NICOLE SERRATORE: Is it true that you first read Angels in America in high school?
LEE PACE: I went to high school outside Houston, a little town called Spring, Texas. My mom suggested that I take theatre arts for my elective. I remember hearing from older kids who had seen this when it was on Broadway—I’d never been to New York, but we paid attention to who was winning the Tonys even though there wasn’t a chance of getting to see the plays. We read Angels. We’d work on scenes from it. This play contributed to me falling in love with doing this thing that I do.
Did you have any hesitation signing onto play Joe Pitt?

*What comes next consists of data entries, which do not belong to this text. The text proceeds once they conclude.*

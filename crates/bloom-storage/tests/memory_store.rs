use std::time::Duration;

use bloom_core::doc_keys;
use bloom_core::ids::{DocId, OwnerId};
use bloom_storage::documents::RawDocument;
use bloom_storage::error::StorageError;
use bloom_storage::memory::MemoryStore;
use bloom_storage::store::{ChangeStream, DocumentStore, Query};
use futures::StreamExt;
use serde_json::{Map, Value, json};

fn fields(value: Value) -> Map<String, Value> {
    match value {
        Value::Object(map) => map,
        other => panic!("not an object: {other}"),
    }
}

async fn next(stream: &mut ChangeStream) -> Result<Vec<RawDocument>, StorageError> {
    tokio::time::timeout(Duration::from_secs(2), stream.next())
        .await
        .expect("stream went quiet")
        .expect("stream ended")
}

#[tokio::test]
async fn insert_assigns_id_and_increasing_timestamps() {
    let store = MemoryStore::new();
    let first = store
        .insert(doc_keys::GOALS, fields(json!({"uid": "a"})))
        .await
        .unwrap();
    let second = store
        .insert(doc_keys::GOALS, fields(json!({"uid": "a"})))
        .await
        .unwrap();

    assert_ne!(first, second);
    let t1 = store.get(doc_keys::GOALS, &first).unwrap().created_at.unwrap();
    let t2 = store.get(doc_keys::GOALS, &second).unwrap().created_at.unwrap();
    assert!(t2 > t1);
    assert_eq!(store.write_attempts(), 2);
}

#[tokio::test]
async fn queries_are_scoped_to_owner() {
    let store = MemoryStore::new();
    store
        .insert(doc_keys::RECIPES, fields(json!({"uid": "a", "name": "mine"})))
        .await
        .unwrap();
    store
        .insert(doc_keys::RECIPES, fields(json!({"uid": "b", "name": "theirs"})))
        .await
        .unwrap();

    let docs = store
        .list(&Query::owned_by(doc_keys::RECIPES, OwnerId::new("a")))
        .await
        .unwrap();
    assert_eq!(docs.len(), 1);
    assert_eq!(docs[0].fields["name"], "mine");
}

#[tokio::test]
async fn watch_yields_initial_snapshot_then_changes() {
    let store = MemoryStore::new();
    let query = Query::owned_by(doc_keys::GOALS, OwnerId::new("a"));
    let mut stream = store.watch(&query);

    assert!(next(&mut stream).await.unwrap().is_empty());

    let id = store
        .insert(doc_keys::GOALS, fields(json!({"uid": "a", "to": "None"})))
        .await
        .unwrap();
    let snapshot = next(&mut stream).await.unwrap();
    assert_eq!(snapshot.len(), 1);
    assert_eq!(snapshot[0].id, id);

    store
        .update(doc_keys::GOALS, &id, fields(json!({"to": "2025-01-02"})))
        .await
        .unwrap();
    let snapshot = next(&mut stream).await.unwrap();
    assert_eq!(snapshot[0].fields["to"], "2025-01-02");
    assert_eq!(snapshot[0].fields["uid"], "a");
}

#[tokio::test]
async fn writes_to_other_collections_do_not_wake_watchers() {
    let store = MemoryStore::new();
    let mut stream = store.watch(&Query::owned_by(doc_keys::GOALS, OwnerId::new("a")));
    next(&mut stream).await.unwrap();

    store
        .insert(doc_keys::RECIPES, fields(json!({"uid": "a"})))
        .await
        .unwrap();
    store.disrupt_stream(doc_keys::GOALS, "offline");

    match next(&mut stream).await {
        Err(StorageError::StreamDisrupted(message)) => assert_eq!(message, "offline"),
        other => panic!("expected the disruption first, got {other:?}"),
    }
}

#[tokio::test]
async fn stream_keeps_going_after_disruption() {
    let store = MemoryStore::new();
    let mut stream = store.watch(&Query::owned_by(doc_keys::GOALS, OwnerId::new("a")));
    next(&mut stream).await.unwrap();

    store.disrupt_stream(doc_keys::GOALS, "offline");
    assert!(next(&mut stream).await.is_err());

    store
        .insert(doc_keys::GOALS, fields(json!({"uid": "a"})))
        .await
        .unwrap();
    assert_eq!(next(&mut stream).await.unwrap().len(), 1);
}

#[tokio::test]
async fn injected_failures_reject_one_write() {
    let store = MemoryStore::new();
    store.fail_next_insert("quota exceeded");

    let err = store
        .insert(doc_keys::GOALS, fields(json!({"uid": "a"})))
        .await
        .unwrap_err();
    assert_eq!(err.to_string(), "write rejected: quota exceeded");
    assert!(store.all(doc_keys::GOALS).is_empty());

    let id = store
        .insert(doc_keys::GOALS, fields(json!({"uid": "a"})))
        .await
        .unwrap();

    store.fail_next_update("permission denied");
    assert!(store.update(doc_keys::GOALS, &id, Map::new()).await.is_err());
    assert!(store.update(doc_keys::GOALS, &id, Map::new()).await.is_ok());
    assert_eq!(store.write_attempts(), 4);
}

#[tokio::test]
async fn updating_a_missing_document_fails() {
    let store = MemoryStore::new();
    let err = store
        .update(doc_keys::GOALS, &DocId::new("nope"), Map::new())
        .await
        .unwrap_err();
    assert!(matches!(err, StorageError::NotFound { .. }));
}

None at all. I love this character. I find him really enigmatic and very complicated. I feel like I know this guy. I grew up around some Joes. I like him. I care about him. It’s a real privilege to get to play him.
Most of the Broadway cast did the show in London. What’s it like to join a cast that’s been together a while?

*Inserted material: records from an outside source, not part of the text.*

//! bloom-core
//!
//! Pure domain types, validation and filtering rules, and document key
//! conventions. No store or identity-provider dependency; this is the shared
//! vocabulary of the nutri bloom client.

pub mod doc_keys;
pub mod error;
pub mod filter;
pub mod ids;
pub mod models;
pub mod validation;
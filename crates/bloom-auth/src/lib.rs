//! bloom-auth
//!
//! Identity provider contract, session observation, and the Cognito adapter.

pub mod cognito;
pub mod error;
pub mod provider;
pub mod session;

I’m noticing more than anything how nice it is to work with a group of people like this—intelligent and fierce in their attack of Tony Kushner’s words. They couldn’t be more welcoming and curious with what I’m bringing to the role and supportive of what’s unique about my process. There’s not that sense of panic that comes with rehearsals, because they’ve done [this show before]. It feels so confident and creative.
You’ve worked on some iconic revivals, with The Normal Heart and now Angels in America. Do you feel it’s important to bring these plays back?
Absolutely. A play can be a political thing. Here we are, all in a room together, the audience, the actors, the crew, all the creatives. We get the opportunity to bring all of our own different life experiences together into the same room, think about it together, and then go back out the ways we came. To be able to revisit something as a community in that way is powerful and cool.
What has struck you as timely in Angels in America?
Joe’s a contemporary of Donald Trump’s, Mitt Romney’s. He’s a conservative man inspired by the energy that Reagan was bringing to the conservative party. One thing I think about a lot is, what is a conservative? What is a Republican? What it was then and what it is now? That’s certainly a good thing for us to all look at as a country right now.
If you were not an actor, what would you be?
I have no idea. One of the things you get to do when you’re an actor is you get to try on all sorts of different hats. Now I’m playing Joe Pitt and I think, “Oh, I could probably be a lawyer. It’d be fun to fight with people and argue about things.” I don’t know. I think this is the only thing that I can do.
You talk a lot about climate change and conservation on social media. What makes you so passionate about those subjects?
I think it’s the most important thing we face. When you look at the science around climate change, I think it’s undeniable. I feel very fortunate to have met my friends at Conservation International. They are people who are very committed towards helping our species, humans, find a way to work in a more responsible way with nature. We’ve gotten into some very bad habits about how we treat it.
Is there a piece of theatre you would travel back in time to go see?
I would love to see a play before electricity. I’d love to see what the performances were like of Shakespeare in the late 1700s. How did the actors attack it? How do you kill it onstage with Macbeth or Hamlet when you’re lit by candlelight? I think that would be an interesting ticket, right?
What was the last show you saw onstage and loved?
Hello, Dolly. [Giggles] To see Bette Midler and hear that voice onstage, I was just on the edge of my seat the entire show. Then the train comes in and you’re like, “This is heaven!” Then she makes another entrance, you’re like, “Come on, give me more!” It was great.
Is it true you used to compete in the Texas Forensic Association—basically speech, debate, and theatre—in high school?
Yeah, it is true. Texans will make anything competitive, even acting.